=== WORK TO BE COMPLETED ===
Filter the listing below, please, and copy only the lines with the word "engine".

=== DATASET RECORDS ===
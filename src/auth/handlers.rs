use crate::{
    auth::{
        jwt::{generate_access_token, generate_refresh_token, verify_token},
        password::{hash_password, verify_password},
    },
    config::Config,
    error::{ApiError, is_unique_violation},
    models::{LoginReqDto, TokenType, UpdateCredentialsReq, UserReq, UserSql},
};
use actix_web::{HttpMessage, HttpRequest, HttpResponse, Responder, get, web};
use serde::{Deserialize, Serialize};
use serde_json::json;
use sqlx::SqlitePool;
use tracing::{debug, error, info, instrument};

// auth end points

/// Inserts a new user with a freshly hashed password.
async fn insert_user(username: &str, password: &str, pool: &SqlitePool) -> Result<(), ApiError> {
    let hashed = hash_password(password);

    sqlx::query("INSERT INTO users (username, password) VALUES (?, ?)")
        .bind(username)
        .bind(hashed)
        .execute(pool)
        .await
        .map_err(|e| {
            if is_unique_violation(&e) {
                ApiError::Conflict("Username already exists".to_string())
            } else {
                ApiError::Storage(e)
            }
        })?;

    Ok(())
}

async fn fetch_user(pool: &SqlitePool, username: &str) -> Result<Option<UserSql>, ApiError> {
    let user = sqlx::query_as::<_, UserSql>(
        "SELECT id, username, password FROM users WHERE username = ?",
    )
    .bind(username)
    .fetch_optional(pool)
    .await?;

    Ok(user)
}

/// User registration handler
pub async fn register(
    user: web::Json<UserReq>,
    pool: web::Data<SqlitePool>,
) -> Result<HttpResponse, ApiError> {
    let username = user.username.trim();
    let password = &user.password;

    if username.is_empty() || password.is_empty() {
        return Err(ApiError::validation(
            "Username and password must not be empty",
        ));
    }

    insert_user(username, password, pool.get_ref()).await?;

    Ok(HttpResponse::Created().json(json!({
        "message": "User registered successfully"
    })))
}

#[derive(Serialize, Deserialize)]
struct LoginResponse {
    access_token: String,
    refresh_token: String,
}

#[instrument(
    name = "auth_login",
    skip(pool, config, user),
    fields(username = %user.username)
)]
pub async fn login(
    user: web::Json<LoginReqDto>,
    pool: web::Data<SqlitePool>,
    config: web::Data<Config>,
) -> impl Responder {
    info!("Login request received");

    // Basic validation
    if user.username.trim().is_empty() || user.password.is_empty() {
        info!("Validation failed: empty username or password");
        return HttpResponse::BadRequest().body("Username or password required");
    }

    debug!("Fetching user from database");

    let db_user = match fetch_user(pool.get_ref(), &user.username).await {
        Ok(Some(user)) => {
            debug!(user_id = user.id, "User found");
            user
        }
        Ok(None) => {
            info!("Invalid credentials: user not found");
            return HttpResponse::Unauthorized().body("Invalid credentials");
        }
        Err(e) => {
            error!(error = %e, "Database error while fetching user");
            return HttpResponse::InternalServerError().finish();
        }
    };

    debug!("Verifying password");

    if let Err(e) = verify_password(&user.password, &db_user.password) {
        info!(error = %e, "Invalid credentials: password mismatch");
        return HttpResponse::Unauthorized().body("Invalid credentials");
    }

    debug!("Password verified, generating tokens");

    let access_token = generate_access_token(
        db_user.id,
        db_user.username.clone(),
        &config.jwt_secret,
        config.access_token_ttl,
    );

    let (refresh_token, refresh_claims) = generate_refresh_token(
        db_user.id,
        db_user.username.clone(),
        &config.jwt_secret,
        config.refresh_token_ttl,
    );

    debug!(
        user_id = db_user.id,
        jti = %refresh_claims.jti,
        "Storing refresh token"
    );

    if let Err(e) = sqlx::query(
        "INSERT INTO refresh_tokens (user_id, jti, expires_at) VALUES (?, ?, ?)",
    )
    .bind(db_user.id)
    .bind(&refresh_claims.jti)
    .bind(refresh_claims.exp as i64)
    .execute(pool.get_ref())
    .await
    {
        error!(error = %e, "Failed to store refresh token");
        return HttpResponse::InternalServerError().finish();
    }

    info!("Login successful");

    HttpResponse::Ok().json(LoginResponse {
        access_token,
        refresh_token,
    })
}

/// Change the login. Current credentials are verified first; all
/// outstanding refresh tokens are revoked so old sessions die with
/// the old password.
pub async fn update_credentials(
    body: web::Json<UpdateCredentialsReq>,
    pool: web::Data<SqlitePool>,
) -> Result<HttpResponse, ApiError> {
    if body.new_username.trim().is_empty() || body.new_password.is_empty() {
        return Err(ApiError::validation(
            "New username and password must not be empty",
        ));
    }

    let db_user = fetch_user(pool.get_ref(), &body.current_username)
        .await?
        .ok_or(ApiError::Unauthorized)?;

    verify_password(&body.current_password, &db_user.password)
        .map_err(|_| ApiError::Unauthorized)?;

    let hashed = hash_password(&body.new_password);
    sqlx::query("UPDATE users SET username = ?, password = ? WHERE id = ?")
        .bind(body.new_username.trim())
        .bind(hashed)
        .bind(db_user.id)
        .execute(pool.get_ref())
        .await
        .map_err(|e| {
            if is_unique_violation(&e) {
                ApiError::Conflict("Username already exists".to_string())
            } else {
                ApiError::Storage(e)
            }
        })?;

    sqlx::query("UPDATE refresh_tokens SET revoked = 1 WHERE user_id = ?")
        .bind(db_user.id)
        .execute(pool.get_ref())
        .await?;

    info!(user_id = db_user.id, "Credentials updated");

    Ok(HttpResponse::Ok().json(json!({
        "message": "Credentials updated successfully"
    })))
}

#[get("/protected")]
pub async fn protected(req: HttpRequest) -> impl Responder {
    match req.extensions().get::<crate::auth::auth::AuthUser>() {
        Some(user) => HttpResponse::Ok().body(user.username.clone()),
        None => HttpResponse::Unauthorized().body("No user"),
    }
}

pub async fn refresh_token(
    req: HttpRequest,
    pool: web::Data<SqlitePool>,
    config: web::Data<Config>,
) -> Result<HttpResponse, ApiError> {
    let header = match req.headers().get("Authorization") {
        Some(h) => h.to_str().unwrap_or(""),
        None => return Ok(HttpResponse::Unauthorized().body("No token")),
    };

    let token = match header.strip_prefix("Bearer ") {
        Some(t) => t,
        None => return Ok(HttpResponse::Unauthorized().body("Invalid token")),
    };

    let claims = match verify_token(token, &config.jwt_secret) {
        Ok(c) => c,
        Err(_) => return Ok(HttpResponse::Unauthorized().finish()),
    };

    if claims.token_type != TokenType::Refresh {
        return Ok(HttpResponse::Unauthorized().finish());
    }

    // The token must still be live in the store.
    let record = sqlx::query_as::<_, (i64, i64, i64)>(
        "SELECT id, user_id, revoked FROM refresh_tokens WHERE jti = ?",
    )
    .bind(&claims.jti)
    .fetch_optional(pool.get_ref())
    .await?;

    let (record_id, user_id) = match record {
        Some((id, user_id, revoked)) if revoked == 0 => (id, user_id),
        _ => return Ok(HttpResponse::Unauthorized().finish()),
    };

    // Rotate: revoke the old refresh token, issue a new pair.
    sqlx::query("UPDATE refresh_tokens SET revoked = 1 WHERE id = ?")
        .bind(record_id)
        .execute(pool.get_ref())
        .await?;

    let (new_refresh_token, new_claims) = generate_refresh_token(
        claims.user_id,
        claims.sub.clone(),
        &config.jwt_secret,
        config.refresh_token_ttl,
    );

    sqlx::query("INSERT INTO refresh_tokens (user_id, jti, expires_at) VALUES (?, ?, ?)")
        .bind(user_id)
        .bind(&new_claims.jti)
        .bind(new_claims.exp as i64)
        .execute(pool.get_ref())
        .await?;

    let access_token = generate_access_token(
        claims.user_id,
        claims.sub.clone(),
        &config.jwt_secret,
        config.access_token_ttl,
    );

    Ok(HttpResponse::Ok().json(json!({
        "access_token": access_token,
        "refresh_token": new_refresh_token
    })))
}

pub async fn logout(
    req: HttpRequest,
    pool: web::Data<SqlitePool>,
    config: web::Data<Config>,
) -> impl Responder {
    let header = match req.headers().get("Authorization") {
        Some(h) => h.to_str().unwrap_or(""),
        None => return HttpResponse::NoContent().finish(),
    };

    let token = match header.strip_prefix("Bearer ") {
        Some(t) => t,
        None => return HttpResponse::NoContent().finish(),
    };

    let claims = match verify_token(token, &config.jwt_secret) {
        Ok(c) => c,
        Err(_) => return HttpResponse::NoContent().finish(),
    };

    // Only refresh tokens can be revoked
    if claims.token_type != TokenType::Refresh {
        return HttpResponse::NoContent().finish();
    }

    // Revoke (idempotent; success even if the token was never stored)
    let _ = sqlx::query("UPDATE refresh_tokens SET revoked = 1 WHERE jti = ?")
        .bind(&claims.jti)
        .execute(pool.get_ref())
        .await;

    HttpResponse::NoContent().finish()
}

#[cfg(test)]
mod tests {
    use super::*;
    use crate::db::test_pool;

    #[actix_web::test]
    async fn insert_user_rejects_duplicate_username() {
        let pool = test_pool().await;

        insert_user("teacher", "secret", &pool).await.unwrap();
        let result = insert_user("teacher", "other", &pool).await;

        assert!(matches!(result, Err(ApiError::Conflict(_))));
    }

    #[actix_web::test]
    async fn stored_password_is_hashed() {
        let pool = test_pool().await;

        insert_user("teacher", "secret", &pool).await.unwrap();

        let stored = fetch_user(&pool, "teacher").await.unwrap().unwrap();
        assert_ne!(stored.password, "secret");
        assert!(verify_password("secret", &stored.password).is_ok());
    }
}
//! CSV rendering of the daily and monthly reports.

use std::collections::HashMap;

use crate::engine::MonthlyMatrix;
use crate::error::ApiError;
use crate::model::student::Student;

fn into_csv_string(wtr: csv::Writer<Vec<u8>>) -> Result<String, ApiError> {
    let bytes = wtr
        .into_inner()
        .map_err(|e| ApiError::Render(e.to_string()))?;
    String::from_utf8(bytes).map_err(|e| ApiError::Render(e.to_string()))
}

/// Monthly matrix as a sheet: one row per roster student, one column
/// per calendar day (P/A/-), then the Present count and percentage.
pub fn monthly_matrix_csv(matrix: &MonthlyMatrix) -> Result<String, ApiError> {
    let mut wtr = csv::Writer::from_writer(Vec::new());

    let mut header = vec![
        "Roll No".to_string(),
        "Name".to_string(),
        "Department".to_string(),
    ];
    for day in 1..=matrix.days_in_month {
        header.push(day.to_string());
    }
    header.push("Total Present".to_string());
    header.push("Percentage".to_string());
    wtr.write_record(&header)
        .map_err(|e| ApiError::Render(e.to_string()))?;

    for row in &matrix.rows {
        let mut record = vec![row.roll_no.clone(), row.name.clone(), row.department.clone()];
        for cell in &row.days {
            record.push(cell.as_str().to_string());
        }
        record.push(row.total_present.to_string());
        record.push(row.percentage.clone());
        wtr.write_record(&record)
            .map_err(|e| ApiError::Render(e.to_string()))?;
    }

    into_csv_string(wtr)
}

/// Daily export: the roster with each student's trailing-30-day
/// percentage. Students missing from the mapping have no recorded data
/// and are shown as "0%".
pub fn daily_report_csv(
    roster: &[Student],
    percentages: &HashMap<String, String>,
) -> Result<String, ApiError> {
    let mut wtr = csv::Writer::from_writer(Vec::new());

    wtr.write_record(["Roll No", "Name", "Department", "Attendance % (30 Days)"])
        .map_err(|e| ApiError::Render(e.to_string()))?;

    for student in roster {
        let percent = percentages
            .get(&student.roll_no)
            .cloned()
            .unwrap_or_else(|| "0%".to_string());
        wtr.write_record([
            student.roll_no.as_str(),
            student.name.as_str(),
            student.department.as_str(),
            percent.as_str(),
        ])
        .map_err(|e| ApiError::Render(e.to_string()))?;
    }

    into_csv_string(wtr)
}

#[cfg(test)]
mod tests {
    use super::*;
    use crate::engine::compute_monthly_matrix;
    use crate::model::attendance::{AttendanceRecord, AttendanceStatus, StatusEntry};

    fn student(roll_no: &str, name: &str) -> Student {
        Student {
            roll_no: roll_no.to_string(),
            name: name.to_string(),
            department: "CSE - C".to_string(),
        }
    }

    #[test]
    fn monthly_csv_has_day_columns_and_summary() {
        let records = vec![AttendanceRecord {
            date: "2024-02-01".to_string(),
            entries: vec![StatusEntry {
                roll_no: "101".to_string(),
                name: "Alice".to_string(),
                status: AttendanceStatus::Present,
            }],
        }];
        let matrix =
            compute_monthly_matrix("2024-02", &[student("101", "Alice")], &records).unwrap();

        let csv = monthly_matrix_csv(&matrix).unwrap();
        let mut lines = csv.lines();

        let header = lines.next().unwrap();
        assert!(header.starts_with("Roll No,Name,Department,1,2,"));
        assert!(header.ends_with("29,Total Present,Percentage"));

        let row = lines.next().unwrap();
        assert!(row.starts_with("101,Alice,CSE - C,P,-,"));
        assert!(row.ends_with(",1,3.4%"));
    }

    #[test]
    fn daily_csv_defaults_missing_students_to_zero_percent() {
        let roster = vec![student("101", "Alice"), student("102", "Bob")];
        let mut percentages = HashMap::new();
        percentages.insert("101".to_string(), "50.0%".to_string());

        let csv = daily_report_csv(&roster, &percentages).unwrap();
        let lines: Vec<_> = csv.lines().collect();

        assert_eq!(
            lines[0],
            "Roll No,Name,Department,Attendance % (30 Days)"
        );
        assert_eq!(lines[1], "101,Alice,CSE - C,50.0%");
        assert_eq!(lines[2], "102,Bob,CSE - C,0%");
    }
}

=== SOLUTION FOR THIS PROBLEM ===
use crate::engine::MonthlyMatrix;
    use crate::engine::compute_monthly_matrix;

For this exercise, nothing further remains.